Be The Answer for Banoo

7 11 2010

To learn more about Joint Council’s National Adoption Month Advocacy Campaign-Click Here

I watched little Banoo come into the room and her face was so serious.  She is nearly five years old and had been found abandoned, malnourished and scarred by abuse.  Beautiful little Banoo has scars on her face, head, arms and legs from burns, marks on her wrist that indicates she was tied at some point.  She has been in the orphanage for nearly two years and although I didn’t see a smile cross her face during my visit, I saw intelligent eyes and the potential for a child to be happy.  We know Banoo will need a lot of love to get past the scars inflicted upon her – the ones that are visible and the ones that I’m sure exist and are invisible.  She will need counseling, support and patience to trust and know she will not be hurt or left hungry.

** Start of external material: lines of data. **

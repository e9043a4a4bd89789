//! Ordered per-bucket object index.
//!
//! [`ObjectIndex`] maps keys to [`S3Object`] metadata in a `BTreeMap`, so keys
//! are always sorted. That ordering is what makes cursor pagination and
//! delimiter grouping work: a listing is a single forward scan starting at
//! `max(prefix, cursor)`.

use std::collections::BTreeMap;
use std::ops::Bound;

use super::object::S3Object;

/// Page size used by [`FullListing`] when none is given.
pub const FULL_LISTING_PAGE_SIZE: usize = 1000;

// ---------------------------------------------------------------------------
// ListResult
// ---------------------------------------------------------------------------

/// One page of a listing.
#[derive(Debug, Clone, Default)]
pub struct ListResult {
    /// Objects on this page, in key order.
    pub objects: Vec<S3Object>,
    /// Collapsed common prefixes on this page, in key order.
    pub common_prefixes: Vec<String>,
    /// Whether more entries follow this page.
    pub is_truncated: bool,
    /// The last key or common prefix returned, set only when truncated.
    pub next_marker: Option<String>,
}

impl ListResult {
    /// Number of entries (objects plus common prefixes) on this page.
    #[must_use]
    pub fn entry_count(&self) -> usize {
        self.objects.len() + self.common_prefixes.len()
    }
}

// ---------------------------------------------------------------------------
// ObjectIndex
// ---------------------------------------------------------------------------

/// Sorted key to metadata mapping for one bucket.
#[derive(Debug, Default)]
pub struct ObjectIndex {
    objects: BTreeMap<String, S3Object>,
}

impl ObjectIndex {
    /// Insert or replace an object. Returns the displaced object.
    pub fn put(&mut self, object: S3Object) -> Option<S3Object> {
        self.objects.insert(object.key.clone(), object)
    }

    /// Look up an object by key.
    #[must_use]
    pub fn get(&self, key: &str) -> Option<&S3Object> {
        self.objects.get(key)
    }

    /// Remove an object. Returns it if it was present.
    pub fn delete(&mut self, key: &str) -> Option<S3Object> {
        self.objects.remove(key)
    }

    /// Number of objects.
    #[must_use]
    pub fn len(&self) -> usize {
        self.objects.len()
    }

    /// Whether the index holds no objects.
    #[must_use]
    pub fn is_empty(&self) -> bool {
        self.objects.is_empty()
    }

    /// Remove every object, returning them.
    pub fn drain(&mut self) -> Vec<S3Object> {
        std::mem::take(&mut self.objects).into_values().collect()
    }

    /// List one page of objects.
    ///
    /// - `prefix` restricts the listing to keys starting with it.
    /// - `delimiter` collapses keys into common prefixes at the first
    ///   occurrence of the delimiter after `prefix`. Each common prefix counts
    ///   as one entry toward `max_keys`.
    /// - `start_after` is the cursor: only entries strictly after it are
    ///   returned, and a common prefix at or before it is not repeated.
    #[must_use]
    pub fn list(
        &self,
        prefix: &str,
        delimiter: Option<&str>,
        start_after: Option<&str>,
        max_keys: usize,
    ) -> ListResult {
        let delimiter = delimiter.filter(|d| !d.is_empty());
        let start_after = start_after.filter(|s| !s.is_empty());
        let mut result = ListResult::default();
        if max_keys == 0 {
            return result;
        }

        let lower = match start_after {
            Some(cursor) if cursor >= prefix => Bound::Excluded(cursor),
            _ => Bound::Included(prefix),
        };

        let mut last_marker: Option<&str> = None;
        for (key, object) in self
            .objects
            .range::<str, _>((lower, Bound::Unbounded))
        {
            if !key.starts_with(prefix) {
                break;
            }

            let grouped = delimiter.and_then(|d| common_prefix(key, prefix, d));
            if let Some(cp) = grouped {
                let repeated = result.common_prefixes.last().is_some_and(|p| p == cp);
                if repeated || start_after.is_some_and(|cursor| cp <= cursor) {
                    continue;
                }
            }

            if result.entry_count() == max_keys {
                result.is_truncated = true;
                break;
            }

            match grouped {
                Some(cp) => {
                    result.common_prefixes.push(cp.to_owned());
                    last_marker = Some(cp);
                }
                None => {
                    result.objects.push(object.clone());
                    last_marker = Some(key);
                }
            }
        }

        if result.is_truncated {
            result.next_marker = last_marker.map(ToOwned::to_owned);
        }
        result
    }
}

/// The common prefix `key` collapses into, if any.
fn common_prefix<'k>(key: &'k str, prefix: &str, delimiter: &str) -> Option<&'k str> {
    key[prefix.len()..]
        .find(delimiter)
        .map(|pos| &key[..prefix.len() + pos + delimiter.len()])
}

// ---------------------------------------------------------------------------
// FullListing
// ---------------------------------------------------------------------------

/// Iterative enumeration of every key under a prefix, ignoring delimiters.
///
/// Each call to [`FullListing::next_page`] borrows the index only for the
/// duration of the call, so callers can release their lock between pages.
#[derive(Debug, Clone)]
pub struct FullListing {
    prefix: String,
    cursor: Option<String>,
    page_size: usize,
    done: bool,
}

impl FullListing {
    /// Enumerate keys starting with `prefix`, `page_size` at a time.
    #[must_use]
    pub fn new(prefix: impl Into<String>, page_size: usize) -> Self {
        Self {
            prefix: prefix.into(),
            cursor: None,
            page_size: page_size.max(1),
            done: false,
        }
    }

    /// Fetch the next page, or `None` once the enumeration is exhausted.
    pub fn next_page(&mut self, index: &ObjectIndex) -> Option<Vec<S3Object>> {
        if self.done {
            return None;
        }
        let page = index.list(&self.prefix, None, self.cursor.as_deref(), self.page_size);
        self.done = !page.is_truncated;
        self.cursor = page.objects.last().map(|o| o.key.clone());
        if page.objects.is_empty() {
            self.done = true;
            return None;
        }
        Some(page.objects)
    }

    /// Collect every remaining object.
    pub fn collect_all(mut self, index: &ObjectIndex) -> Vec<S3Object> {
        let mut all = Vec::new();
        while let Some(page) = self.next_page(index) {
            all.extend(page);
        }
        all
    }
}

impl Default for FullListing {
    fn default() -> Self {
        Self::new("", FULL_LISTING_PAGE_SIZE)
    }
}

// ---------------------------------------------------------------------------
// Tests
// ---------------------------------------------------------------------------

It’s not too late for Banoo.  Yes, she is underserved, but she yearns for love like all children.  It is not too late, but she still waits  for a family who cares.  To learn more about Banoo, contact Deb Dryer (ddreyer@CHSFS.org) at Children’s Home Society and Family Services.  Children’s Home Society and Family Services website can be found by clicking here.

Were you inspired this week through these stories? Be the Answer for Banoo and other children by submitting your personal story about a child who impacted your life.  Your story will help us advocate for more children. Visit here for more information on how to submit your story!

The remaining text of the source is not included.